There is much current scientific research in cognitive science that supports this view. For example, people tend to seek confirmation of their hypotheses, rather than seeking refutation as in the scientific method. This is another example of confirmation bias. People are also reluctant to change their beliefs, even when presented with evidence, and often prefer to believe contradictory things rather than change pre-existing beliefs. This phenomenon is known as cognitive dissonance.

Members of the general public rarely have a deep understanding of statistics. For instance, statistically, it is unavoidable that there will be one day in a year when the most car accidents happen. There will also be a day in the year when the least accidents happen.

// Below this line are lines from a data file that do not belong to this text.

//! The ordered set of updater units.
//!
//! The registry is built once per run. Order matters: it fixes both the
//! order in which units update and the order in which configuration
//! keywords are matched.

use clap::{ArgMatches, Command};
use tracing::debug;

use crate::error::JnsResult;
use crate::uuu::runner::Runner;
use crate::uuu::updater::{UpdateContext, Updater};
use crate::uuu::updaters::{
    AtomUpdater, CabalUpdater, ChocoUpdater, CygwinUpdater, InitJnsUpdater, NpmUpdater,
    PipUpdater, RepoDirUpdater, RepoKind, RepoUpdater, RustGitUpdater,
};

pub struct Registry {
    updaters: Vec<Box<dyn Updater>>,
}

impl Registry {
    /// Every known unit, in update order.
    pub fn standard() -> Self {
        Self::from_updaters(vec![
            Box::new(RepoDirUpdater::new(RepoKind::Git)),
            Box::new(CabalUpdater::new()),
            Box::new(RepoUpdater::new(RepoKind::Git)),
            Box::new(RepoDirUpdater::new(RepoKind::Svn)),
            Box::new(RepoUpdater::new(RepoKind::Svn)),
            Box::new(PipUpdater::pip()),
            Box::new(PipUpdater::pip3()),
            Box::new(NpmUpdater::new()),
            Box::new(RustGitUpdater::new()),
            Box::new(InitJnsUpdater::new()),
            Box::new(ChocoUpdater::new()),
            Box::new(CygwinUpdater::new()),
            Box::new(AtomUpdater::new()),
        ])
    }

    pub fn from_updaters(updaters: Vec<Box<dyn Updater>>) -> Self {
        Self { updaters }
    }

    /// The units' keywords, in registry order.
    pub fn keywords(&self) -> Vec<&'static str> {
        self.updaters
            .iter()
            .map(|updater| updater.config_command())
            .collect()
    }

    /// Every unit's pending `keyword:value` entries, in registry order.
    pub fn pending(&self) -> Vec<String> {
        self.updaters
            .iter()
            .flat_map(|updater| updater.pending())
            .collect()
    }

    /// Adds every unit's flag to `cmd`.
    pub fn augment_command(&self, cmd: Command) -> Command {
        self.updaters
            .iter()
            .fold(cmd, |cmd, updater| cmd.arg(updater.cli_arg()))
    }

    pub fn apply_matches(&mut self, matches: &ArgMatches) {
        for updater in &mut self.updaters {
            updater.update_opts_from_cli(matches);
        }
    }

    /// The first unit (in registry order) answering to `command`, ignoring case.
    pub fn find_for_command_mut(&mut self, command: &str) -> Option<&mut Box<dyn Updater>> {
        self.updaters
            .iter_mut()
            .find(|updater| updater.is_config_command(command))
    }

    /// Validates every unit, stopping at the first failure.
    pub fn validate_all(&self, ctx: &UpdateContext) -> JnsResult<()> {
        self.updaters
            .iter()
            .try_for_each(|updater| updater.validate_opts(ctx))
    }

    pub fn is_root_required(&self, ctx: &UpdateContext) -> bool {
        self.updaters
            .iter()
            .any(|updater| updater.is_root_required(ctx))
    }

    /// Names of the units that will need root privileges.
    pub fn root_requirers(&self, ctx: &UpdateContext) -> Vec<&'static str> {
        self.updaters
            .iter()
            .filter(|updater| updater.is_root_required(ctx))
            .map(|updater| updater.config_command())
            .collect()
    }

    /// Runs every unit in order.
    ///
    /// Prints `no updates specified` when no unit ran anything.
    pub async fn update_all(&mut self, ctx: &UpdateContext, runner: &mut Runner) -> JnsResult<()> {
        for updater in &mut self.updaters {
            debug!(unit = updater.config_command(), "updating");
            updater.update(ctx, runner).await?;
        }
        if runner.run_count() == 0 {
            println!("no updates specified");
        }
        Ok(())
    }
}

#[cfg(test)]
pub(crate) mod tests {
    use super::*;
    use crate::uuu::config::parse_config;
    use crate::uuu::runner::tests::{argv, RecordingExecutor};
    use crate::uuu::updater::Platform;
    use std::collections::HashSet;
    use std::io::Cursor;

    pub(crate) fn pending(registry: &Registry) -> Vec<String> {
        registry.pending()
    }

    fn recording_runner() -> (Runner, RecordingExecutor) {
        let executor = RecordingExecutor::default();
        (
            Runner::with_executor(false, false, Box::new(executor.clone())),
            executor,
        )
    }

    #[test]
    fn standard_order_and_unique_keywords() {
        let registry = Registry::standard();
        let keywords = registry.keywords();
        assert_eq!(
            keywords,
            vec![
                "gitd", "cabal", "git", "svnd", "svn", "pip", "pip3", "npm", "rustgit",
                "init-jns", "choco", "cygwin", "atom",
            ]
        );
        let unique: HashSet<&str> = keywords.iter().copied().collect();
        assert_eq!(unique.len(), keywords.len());
    }

    #[test]
    fn cli_flags_reach_units() {
        let mut registry = Registry::standard();
        let matches = registry
            .augment_command(Command::new("uuu"))
            .try_get_matches_from(["uuu", "--pip", "requests", "--atom", "--npm", "gulp-cli"])
            .unwrap();
        registry.apply_matches(&matches);
        assert_eq!(
            pending(&registry),
            vec!["pip:requests", "npm:gulp-cli", "atom:true"]
        );
        assert!(registry.is_root_required(&UpdateContext::on(Platform::Linux, false)));
        assert_eq!(
            registry.root_requirers(&UpdateContext::on(Platform::Linux, false)),
            vec!["npm"]
        );
    }

    #[test]
    fn validation_fails_fast() {
        let mut registry = Registry::standard();
        let config = "git /definitely/not/here-4c2e\nchoco\n";
        parse_config(Cursor::new(config), "uuu", &mut registry).unwrap();
        let err = registry
            .validate_all(&UpdateContext::on(Platform::Linux, false))
            .unwrap_err();
        assert!(err.to_string().starts_with("Directory does not exist"));
    }

    #[tokio::test]
    async fn nothing_to_do() {
        let mut registry = Registry::standard();
        let (mut runner, executor) = recording_runner();
        registry
            .update_all(&UpdateContext::on(Platform::Linux, false), &mut runner)
            .await
            .unwrap();
        assert_eq!(runner.run_count(), 0);
        assert!(executor.commands().is_empty());
    }

    #[tokio::test]
    async fn units_update_in_registry_order() {
        let tmp = tempfile::tempdir().unwrap();
        std::fs::create_dir_all(tmp.path().join(".git")).unwrap();
        let mut registry = Registry::standard();
        let config = format!("atom\npip3 black\ngit {}\ncabal hlint\n", tmp.path().display());
        parse_config(Cursor::new(config), "uuu", &mut registry).unwrap();

        let (mut runner, executor) = recording_runner();
        registry
            .update_all(&UpdateContext::on(Platform::Linux, false), &mut runner)
            .await
            .unwrap();
        assert_eq!(
            executor.commands(),
            vec![
                argv(&["cabal", "update"]),
                argv(&["cabal", "install", "hlint"]),
                argv(&["git", "pull"]),
                argv(&["pip3", "install", "--upgrade", "black"]),
                argv(&["apm", "update", "--no-confirm"]),
            ]
        );
    }

    #[tokio::test]
    async fn dry_run_reports_without_executing() {
        let mut registry = Registry::standard();
        parse_config(Cursor::new("choco\ninit-jns\n"), "uuu", &mut registry).unwrap();
        let ctx = UpdateContext::on(Platform::Linux, true);
        registry.validate_all(&ctx).unwrap();

        let executor = RecordingExecutor::default();
        let mut runner = Runner::with_executor(true, false, Box::new(executor.clone()));
        registry.update_all(&ctx, &mut runner).await.unwrap();
        assert_eq!(runner.run_count(), 2);
        assert!(executor.commands().is_empty());
    }
}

People, however, may focus on the day the most accidents happen and conclude it must be 'jinxed'. Probability, or chance, is also generally poorly understood. It can be calculated that if 23 people are chosen randomly, the chance that two have their birthday on the same day is about 50percent. Yet this "birthday paradox" seems counter-intuitive to most people.

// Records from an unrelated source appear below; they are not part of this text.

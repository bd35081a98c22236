//! Sequential execution of update batches.
//!
//! A batch is a list of argv commands run in order in one directory under a
//! single title. The first nonzero exit code stops the batch.

use std::io::{self, Write};
use std::path::Path;
use std::time::{Duration, Instant};

use async_trait::async_trait;
use tokio::process::Command;
use tracing::debug;

use crate::error::{JnsError, JnsResult};

const SEPARATOR: &str = "----------";

/// Runs a single command and reports its exit code.
#[async_trait]
pub trait CommandExecutor: Send {
    async fn execute(&mut self, cmd: &[String], cwd: &Path) -> JnsResult<i32>;
}

/// Spawns real processes, inheriting stdio and environment.
#[derive(Debug, Default)]
pub struct SystemExecutor;

#[async_trait]
impl CommandExecutor for SystemExecutor {
    async fn execute(&mut self, cmd: &[String], cwd: &Path) -> JnsResult<i32> {
        let Some((program, args)) = cmd.split_first() else {
            return Ok(0);
        };
        let status = Command::new(program)
            .args(args)
            .current_dir(cwd)
            .status()
            .await
            .map_err(|source| JnsError::Spawn {
                command: shell_words::join(cmd),
                source,
            })?;
        // Killed by a signal: no code, still a failure.
        Ok(status.code().unwrap_or(1))
    }
}

/// Executes update batches and keeps the bookkeeping for their output.
pub struct Runner {
    dry_run: bool,
    verbose: bool,
    run_count: usize,
    failure_count: usize,
    executor: Box<dyn CommandExecutor>,
    output: Box<dyn Write + Send>,
}

impl Runner {
    pub fn new(dry_run: bool, verbose: bool) -> Self {
        Self::with_executor(dry_run, verbose, Box::new(SystemExecutor))
    }

    pub fn with_executor(dry_run: bool, verbose: bool, executor: Box<dyn CommandExecutor>) -> Self {
        Self {
            dry_run,
            verbose,
            run_count: 0,
            failure_count: 0,
            executor,
            output: Box::new(io::stdout()),
        }
    }

    /// Sends titles, separators and timings to `output` instead of stdout.
    pub fn with_output(mut self, output: Box<dyn Write + Send>) -> Self {
        self.output = output;
        self
    }

    /// Number of `run` invocations so far.
    pub fn run_count(&self) -> usize {
        self.run_count
    }

    /// Number of batches that ended with a nonzero exit code.
    pub fn failure_count(&self) -> usize {
        self.failure_count
    }

    /// Runs one batch and returns the exit code of the last command run.
    ///
    /// An empty batch runs nothing and returns 0, but is still timed.
    pub async fn run(&mut self, cmds: &[Vec<String>], cwd: &Path, title: Option<&str>) -> JnsResult<i32> {
        if self.run_count > 0 {
            writeln!(self.output, "{}", SEPARATOR)?;
        }
        if let Some(title) = title {
            writeln!(self.output, "{}", title)?;
        }
        self.run_count += 1;

        let started = Instant::now();
        let code = self.run_cmds(cmds, cwd).await?;
        writeln!(self.output, "({})", format_between(started, Instant::now()))?;
        if code != 0 {
            self.failure_count += 1;
            writeln!(self.output, "stopped: exit code {}", code)?;
        }
        self.output.flush()?;
        Ok(code)
    }

    async fn run_cmds(&mut self, cmds: &[Vec<String>], cwd: &Path) -> JnsResult<i32> {
        let mut code = 0;
        for cmd in cmds {
            code = self.run_cmd(cmd, cwd).await?;
            if code != 0 {
                break;
            }
        }
        Ok(code)
    }

    async fn run_cmd(&mut self, cmd: &[String], cwd: &Path) -> JnsResult<i32> {
        if cmd.is_empty() {
            return Ok(0);
        }
        if self.verbose || self.dry_run {
            writeln!(self.output, "{}", shell_words::join(cmd))?;
            self.output.flush()?;
        }
        if self.dry_run {
            return Ok(0);
        }
        debug!(cwd = %cwd.display(), cmd = ?cmd, "running");
        self.executor.execute(cmd, cwd).await
    }
}

/// Formats an elapsed time as `Nm Ss`, or `<1s` below one second.
///
/// `negative` prefixes a `-`, for intervals measured backwards.
pub fn format_elapsed(elapsed: Duration, negative: bool) -> String {
    let sign = if negative { "-" } else { "" };
    if elapsed < Duration::from_secs(1) {
        return format!("{}<1s", sign);
    }
    let secs = elapsed.as_secs();
    format!("{}{}m {}s", sign, secs / 60, secs % 60)
}

/// Formats the signed difference between two instants.
pub fn format_between(start: Instant, end: Instant) -> String {
    match end.checked_duration_since(start) {
        Some(elapsed) => format_elapsed(elapsed, false),
        None => format_elapsed(start.duration_since(end), true),
    }
}

#[cfg(test)]
pub(crate) mod tests {
    use super::*;
    use std::collections::VecDeque;
    use std::path::PathBuf;
    use std::sync::{Arc, Mutex};

    /// Records every command and answers with scripted exit codes (0 once exhausted).
    #[derive(Clone, Default)]
    pub(crate) struct RecordingExecutor {
        pub calls: Arc<Mutex<Vec<(Vec<String>, PathBuf)>>>,
        pub codes: Arc<Mutex<VecDeque<i32>>>,
    }

    impl RecordingExecutor {
        pub fn with_codes(codes: &[i32]) -> Self {
            let executor = Self::default();
            executor.codes.lock().unwrap().extend(codes.iter().copied());
            executor
        }

        pub fn commands(&self) -> Vec<Vec<String>> {
            self.calls.lock().unwrap().iter().map(|(cmd, _)| cmd.clone()).collect()
        }
    }

    #[async_trait]
    impl CommandExecutor for RecordingExecutor {
        async fn execute(&mut self, cmd: &[String], cwd: &Path) -> JnsResult<i32> {
            self.calls
                .lock()
                .unwrap()
                .push((cmd.to_vec(), cwd.to_path_buf()));
            Ok(self.codes.lock().unwrap().pop_front().unwrap_or(0))
        }
    }

    pub(crate) fn argv(words: &[&str]) -> Vec<String> {
        words.iter().map(|word| word.to_string()).collect()
    }

    /// An in-memory sink for the runner's announcements.
    #[derive(Clone, Default)]
    pub(crate) struct SharedOutput(Arc<Mutex<Vec<u8>>>);

    impl SharedOutput {
        pub fn lines(&self) -> Vec<String> {
            String::from_utf8_lossy(&self.0.lock().unwrap())
                .lines()
                .map(str::to_string)
                .collect()
        }
    }

    impl Write for SharedOutput {
        fn write(&mut self, buf: &[u8]) -> io::Result<usize> {
            self.0.lock().unwrap().extend_from_slice(buf);
            Ok(buf.len())
        }

        fn flush(&mut self) -> io::Result<()> {
            Ok(())
        }
    }

    #[tokio::test]
    async fn stops_at_first_failure() {
        let executor = RecordingExecutor::with_codes(&[0, 2, 0]);
        let mut runner = Runner::with_executor(false, false, Box::new(executor.clone()));
        let cmds = vec![argv(&["a"]), argv(&["b"]), argv(&["c"])];
        let code = runner.run(&cmds, Path::new("."), Some("abc")).await.unwrap();
        assert_eq!(code, 2);
        assert_eq!(executor.commands(), vec![argv(&["a"]), argv(&["b"])]);
        assert_eq!(runner.failure_count(), 1);
    }

    #[tokio::test]
    async fn runs_whole_batch_on_success() {
        let executor = RecordingExecutor::with_codes(&[0, 0, 0]);
        let mut runner = Runner::with_executor(false, true, Box::new(executor.clone()));
        let cmds = vec![argv(&["a"]), argv(&["b"]), argv(&["c"])];
        let code = runner.run(&cmds, Path::new("/srv"), None).await.unwrap();
        assert_eq!(code, 0);
        assert_eq!(executor.commands().len(), 3);
        assert!(executor
            .calls
            .lock()
            .unwrap()
            .iter()
            .all(|(_, cwd)| cwd == Path::new("/srv")));
        assert_eq!(runner.failure_count(), 0);
        assert_eq!(runner.run_count(), 1);
    }

    #[tokio::test]
    async fn dry_run_never_executes() {
        let executor = RecordingExecutor::with_codes(&[5]);
        let mut runner = Runner::with_executor(true, false, Box::new(executor.clone()));
        let code = runner
            .run(&[argv(&["git", "pull"])], Path::new("."), Some("dry"))
            .await
            .unwrap();
        assert_eq!(code, 0);
        assert!(executor.commands().is_empty());
    }

    #[tokio::test]
    async fn every_invocation_is_separated_and_timed() {
        let output = SharedOutput::default();
        let executor = RecordingExecutor::with_codes(&[0, 7]);
        let mut runner = Runner::with_executor(false, false, Box::new(executor.clone()))
            .with_output(Box::new(output.clone()));
        runner
            .run(&[], Path::new("."), Some("skipping git repository with no .git directory: /srv/a"))
            .await
            .unwrap();
        runner
            .run(&[argv(&["a"]), argv(&["b"])], Path::new("."), Some("second"))
            .await
            .unwrap();
        assert_eq!(
            output.lines(),
            vec![
                "skipping git repository with no .git directory: /srv/a",
                "(<1s)",
                "----------",
                "second",
                "(<1s)",
                "stopped: exit code 7",
            ]
        );
    }

    #[tokio::test]
    async fn dry_run_announces_commands() {
        let output = SharedOutput::default();
        let mut runner = Runner::with_executor(true, false, Box::new(RecordingExecutor::default()))
            .with_output(Box::new(output.clone()));
        runner
            .run(&[argv(&["git", "pull"])], Path::new("."), None)
            .await
            .unwrap();
        assert_eq!(output.lines(), vec!["git pull", "(<1s)"]);
    }

    #[tokio::test]
    async fn empty_batches_and_commands_succeed() {
        let executor = RecordingExecutor::with_codes(&[3]);
        let mut runner = Runner::with_executor(false, false, Box::new(executor.clone()));
        assert_eq!(runner.run(&[], Path::new("."), Some("skip")).await.unwrap(), 0);
        assert_eq!(
            runner
                .run(&[Vec::new(), argv(&["x"])], Path::new("."), None)
                .await
                .unwrap(),
            3
        );
        assert_eq!(executor.commands(), vec![argv(&["x"])]);
        assert_eq!(runner.run_count(), 2);
    }

    #[cfg(unix)]
    #[tokio::test]
    async fn system_executor_reports_exit_codes() {
        let mut runner = Runner::new(false, false);
        let cmds = vec![
            argv(&["sh", "-c", "exit 0"]),
            argv(&["sh", "-c", "exit 2"]),
            argv(&["sh", "-c", "touch should-not-exist"]),
        ];
        let tmp = tempfile::tempdir().unwrap();
        assert_eq!(runner.run(&cmds, tmp.path(), None).await.unwrap(), 2);
        assert!(!tmp.path().join("should-not-exist").exists());
    }

    #[tokio::test]
    async fn missing_executable_is_a_spawn_error() {
        let mut runner = Runner::new(false, false);
        let err = runner
            .run(&[argv(&["definitely-not-a-real-binary-5e1c"])], Path::new("."), None)
            .await
            .unwrap_err();
        assert!(matches!(err, JnsError::Spawn { .. }));
    }

    #[test]
    fn formats_elapsed_time() {
        assert_eq!(format_elapsed(Duration::from_millis(999), false), "<1s");
        assert_eq!(format_elapsed(Duration::from_secs(5), false), "0m 5s");
        assert_eq!(format_elapsed(Duration::from_secs(125), false), "2m 5s");
        assert_eq!(format_elapsed(Duration::from_secs(61), true), "-1m 1s");

        let now = Instant::now();
        let later = now + Duration::from_secs(90);
        assert_eq!(format_between(now, later), "1m 30s");
        assert_eq!(format_between(later, now), "-1m 30s");
    }
}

Magical thinking in mental illness

Magical thinking is often intensified in mental illnesses such as obsessive-compulsive disorder or clinical depression. In each it can take a different form peculiar to the particular illness. In OCD, it is often used in ritual fashion to ameliorate the dread and risk of various dangerous possibilities, regardless of whether it has real effects on the object of fear. It contributes more to peace of mind, in that the person now feels they can engage in a risky activity more safely. This is not unlike magical thinking in non-afflicted individuals; lucky garments and activities are common in the sports world. It begins to interfere with life when those activities deemed risky are routine and everyday, such as meeting others, using a public toilet, crossing a busy intersection, or eating. It is important to note, however, that not all people with OCD engage in a strict form of magical thinking, as many are fully conscious that the rationalizations with which they justify their obsessions or compulsions to themselves and others are not 'reasonable' in an ordinary sense of that word.

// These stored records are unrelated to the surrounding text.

//! Whole-system and tool updates toggled by a flag: Atom plugins,
//! Chocolatey, Cygwin and `init-jns`.

use std::path::{Path, PathBuf};

use async_trait::async_trait;
use clap::{Arg, ArgAction, ArgMatches};

use crate::error::{JnsError, JnsResult};
use crate::paths::expand_home;
use crate::uuu::config::ConfigCommand;
use crate::uuu::runner::Runner;
use crate::uuu::updater::{file_argument, validate_is_file, Platform, UpdateContext, Updater};

fn flag_arg(id: &'static str, help: &'static str) -> Arg {
    Arg::new(id).long(id).action(ArgAction::SetTrue).help(help)
}

fn pending_flag(keyword: &str, enabled: bool) -> Vec<String> {
    if enabled {
        vec![format!("{}:true", keyword)]
    } else {
        Vec::new()
    }
}

fn to_strings(words: &[&str]) -> Vec<String> {
    words.iter().map(|word| word.to_string()).collect()
}

/// `apm update` for Atom's packages.
#[derive(Debug, Default)]
pub struct AtomUpdater {
    enabled: bool,
}

impl AtomUpdater {
    pub fn new() -> Self {
        Self::default()
    }

    fn command(platform: Platform) -> Vec<String> {
        let mut cmd = match platform {
            Platform::Cygwin => to_strings(&["cmd", "/C", "apm"]),
            Platform::Windows => to_strings(&["apm.cmd"]),
            _ => to_strings(&["apm"]),
        };
        cmd.extend(to_strings(&["update", "--no-confirm"]));
        cmd
    }
}

#[async_trait]
impl Updater for AtomUpdater {
    fn config_command(&self) -> &'static str {
        "atom"
    }

    fn cli_arg(&self) -> Arg {
        flag_arg("atom", "Specify that Atom's packages should be updated")
    }

    fn update_opts_from_cli(&mut self, matches: &ArgMatches) {
        self.enabled |= matches.get_flag("atom");
    }

    fn update_opts_for_command(&mut self, _ccmd: &ConfigCommand) -> JnsResult<()> {
        self.enabled = true;
        Ok(())
    }

    fn validate_opts(&self, _ctx: &UpdateContext) -> JnsResult<()> {
        Ok(())
    }

    fn pending(&self) -> Vec<String> {
        pending_flag("atom", self.enabled)
    }

    async fn update(&mut self, ctx: &UpdateContext, runner: &mut Runner) -> JnsResult<()> {
        if self.enabled {
            let cmd = Self::command(ctx.platform);
            runner
                .run(&[cmd], Path::new("."), Some("updating atom's packages"))
                .await?;
        }
        Ok(())
    }
}

/// `choco upgrade all` through an elevated PowerShell.
#[derive(Debug, Default)]
pub struct ChocoUpdater {
    enabled: bool,
}

impl ChocoUpdater {
    pub fn new() -> Self {
        Self::default()
    }
}

#[async_trait]
impl Updater for ChocoUpdater {
    fn config_command(&self) -> &'static str {
        "choco"
    }

    fn cli_arg(&self) -> Arg {
        flag_arg("choco", "Specify that all Chocolatey packages should be updated")
    }

    fn update_opts_from_cli(&mut self, matches: &ArgMatches) {
        self.enabled |= matches.get_flag("choco");
    }

    fn update_opts_for_command(&mut self, _ccmd: &ConfigCommand) -> JnsResult<()> {
        self.enabled = true;
        Ok(())
    }

    fn validate_opts(&self, ctx: &UpdateContext) -> JnsResult<()> {
        if self.enabled && !(ctx.dry_run || ctx.platform.is_windows_like()) {
            return Err(JnsError::validation(
                "Can only update Chocolatey packages when in Windows, in Cygwin, or performing a dry run.",
            ));
        }
        Ok(())
    }

    fn pending(&self) -> Vec<String> {
        pending_flag("choco", self.enabled)
    }

    async fn update(&mut self, _ctx: &UpdateContext, runner: &mut Runner) -> JnsResult<()> {
        if self.enabled {
            let cmd = to_strings(&[
                "Powershell",
                "-Command",
                r#"& { Start-Process "choco" -ArgumentList @("upgrade", "all") -Verb RunAs }"#,
            ]);
            runner
                .run(&[cmd], Path::new("."), Some("updating chocolatey packages"))
                .await?;
        }
        Ok(())
    }
}

/// Runs Cygwin's setup executable unattended.
#[derive(Debug, Default)]
pub struct CygwinUpdater {
    setup_exe: Option<PathBuf>,
}

impl CygwinUpdater {
    pub fn new() -> Self {
        Self::default()
    }
}

#[async_trait]
impl Updater for CygwinUpdater {
    fn config_command(&self) -> &'static str {
        "cygwin"
    }

    fn cli_arg(&self) -> Arg {
        Arg::new("cygwin")
            .long("cygwin")
            .action(ArgAction::Set)
            .value_name("SETUP_EXE")
            .help("Specify the location of Cygwin's setup-x86.exe or setup-x86_64.exe")
    }

    fn update_opts_from_cli(&mut self, matches: &ArgMatches) {
        if let Some(exe) = matches.get_one::<String>("cygwin") {
            self.setup_exe = Some(expand_home(exe));
        }
    }

    fn update_opts_for_command(&mut self, ccmd: &ConfigCommand) -> JnsResult<()> {
        self.setup_exe = Some(file_argument(ccmd)?);
        Ok(())
    }

    fn validate_opts(&self, ctx: &UpdateContext) -> JnsResult<()> {
        let Some(exe) = &self.setup_exe else {
            return Ok(());
        };
        if !(ctx.dry_run || ctx.platform.is_windows_like()) {
            return Err(JnsError::validation(
                "Can only update Cygwin packages when in Windows, in Cygwin, or performing a dry run.",
            ));
        }
        validate_is_file(exe)
    }

    fn pending(&self) -> Vec<String> {
        self.setup_exe
            .iter()
            .map(|exe| format!("cygwin:{}", exe.display()))
            .collect()
    }

    async fn update(&mut self, _ctx: &UpdateContext, runner: &mut Runner) -> JnsResult<()> {
        if let Some(exe) = &self.setup_exe {
            let cmd = vec![
                exe.display().to_string(),
                "--quiet-mode".to_string(),
                "--no-desktop".to_string(),
            ];
            runner
                .run(&[cmd], Path::new("."), Some("updating cygwin packages"))
                .await?;
        }
        Ok(())
    }
}

/// Invokes `init-jns` to refresh the junk-n-stuff installation.
#[derive(Debug, Default)]
pub struct InitJnsUpdater {
    enabled: bool,
}

impl InitJnsUpdater {
    pub fn new() -> Self {
        Self::default()
    }
}

#[async_trait]
impl Updater for InitJnsUpdater {
    fn config_command(&self) -> &'static str {
        "init-jns"
    }

    fn cli_arg(&self) -> Arg {
        flag_arg("init-jns", "Invoke `init-jns' from junk-n-stuff")
    }

    fn update_opts_from_cli(&mut self, matches: &ArgMatches) {
        self.enabled |= matches.get_flag("init-jns");
    }

    fn update_opts_for_command(&mut self, _ccmd: &ConfigCommand) -> JnsResult<()> {
        self.enabled = true;
        Ok(())
    }

    fn validate_opts(&self, ctx: &UpdateContext) -> JnsResult<()> {
        if self.enabled && !ctx.dry_run && ctx.platform == Platform::Windows {
            return Err(JnsError::validation(
                "Cannot initialize junk-n-stuff in Windows unless performing a dry run.",
            ));
        }
        Ok(())
    }

    fn pending(&self) -> Vec<String> {
        pending_flag("init-jns", self.enabled)
    }

    async fn update(&mut self, _ctx: &UpdateContext, runner: &mut Runner) -> JnsResult<()> {
        if self.enabled {
            runner
                .run(
                    &[to_strings(&["init-jns"])],
                    Path::new("."),
                    Some("initializing junk-n-stuff"),
                )
                .await?;
        }
        Ok(())
    }
}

In depression, examples are generally more of the good luck charm variety, where the magical thinking is used to create confidence. Self-confidence is one of the first casualties in depression, so a surrogate object is invoked to bolster confidence. Additionally, a more aggressive associative magic can be used to curse others, often to vent frustration and give the individual some feeling that they have acted against a perceived aggressor.

Magical thinking in alternative medicine

Phillips Stevens writes "Many of today's complementary or alternative systems of healing involve magical beliefs, manifesting ways of thinking based in principles of cosmology and causality that are timeless and absolutely universal. So similar are some of these principles among all human populations that some cognitive scientists have suggested that they are innate to the human species, and this suggestion is being strengthened by current scientific research..." Some of the principles of magical beliefs described above are evident in currently popular belief systems. A common example is homeopathy; the fundamental principle of its founder, Samuel Hahnemann (1755-1843), similia similibus curentur ("let likes cure likes"), in which it is supposed as an explicit expression of a magical principle, of the sort called sympathetic magic by Sir James Frazer's The Golden Bough.

Science and magical claims

Any scientific analysis of magical claims will be dogged by problems related to causality, coincidence and statistical validity.

Personal experience

When looking at the possible effects that magical thinking or actions may have purely on the individual concerned, science needs to be most careful. Issues related to self-confidence and other psychological influences on a person's body, mind or behavior can be very complex. It is very difficult to entirely discount possibilities that magical thinking is capable of having quite profound and measurable effects on the practitioner him or herself.

Self-fulfilling prophecy, including the placebo effect, is an example of this in practice.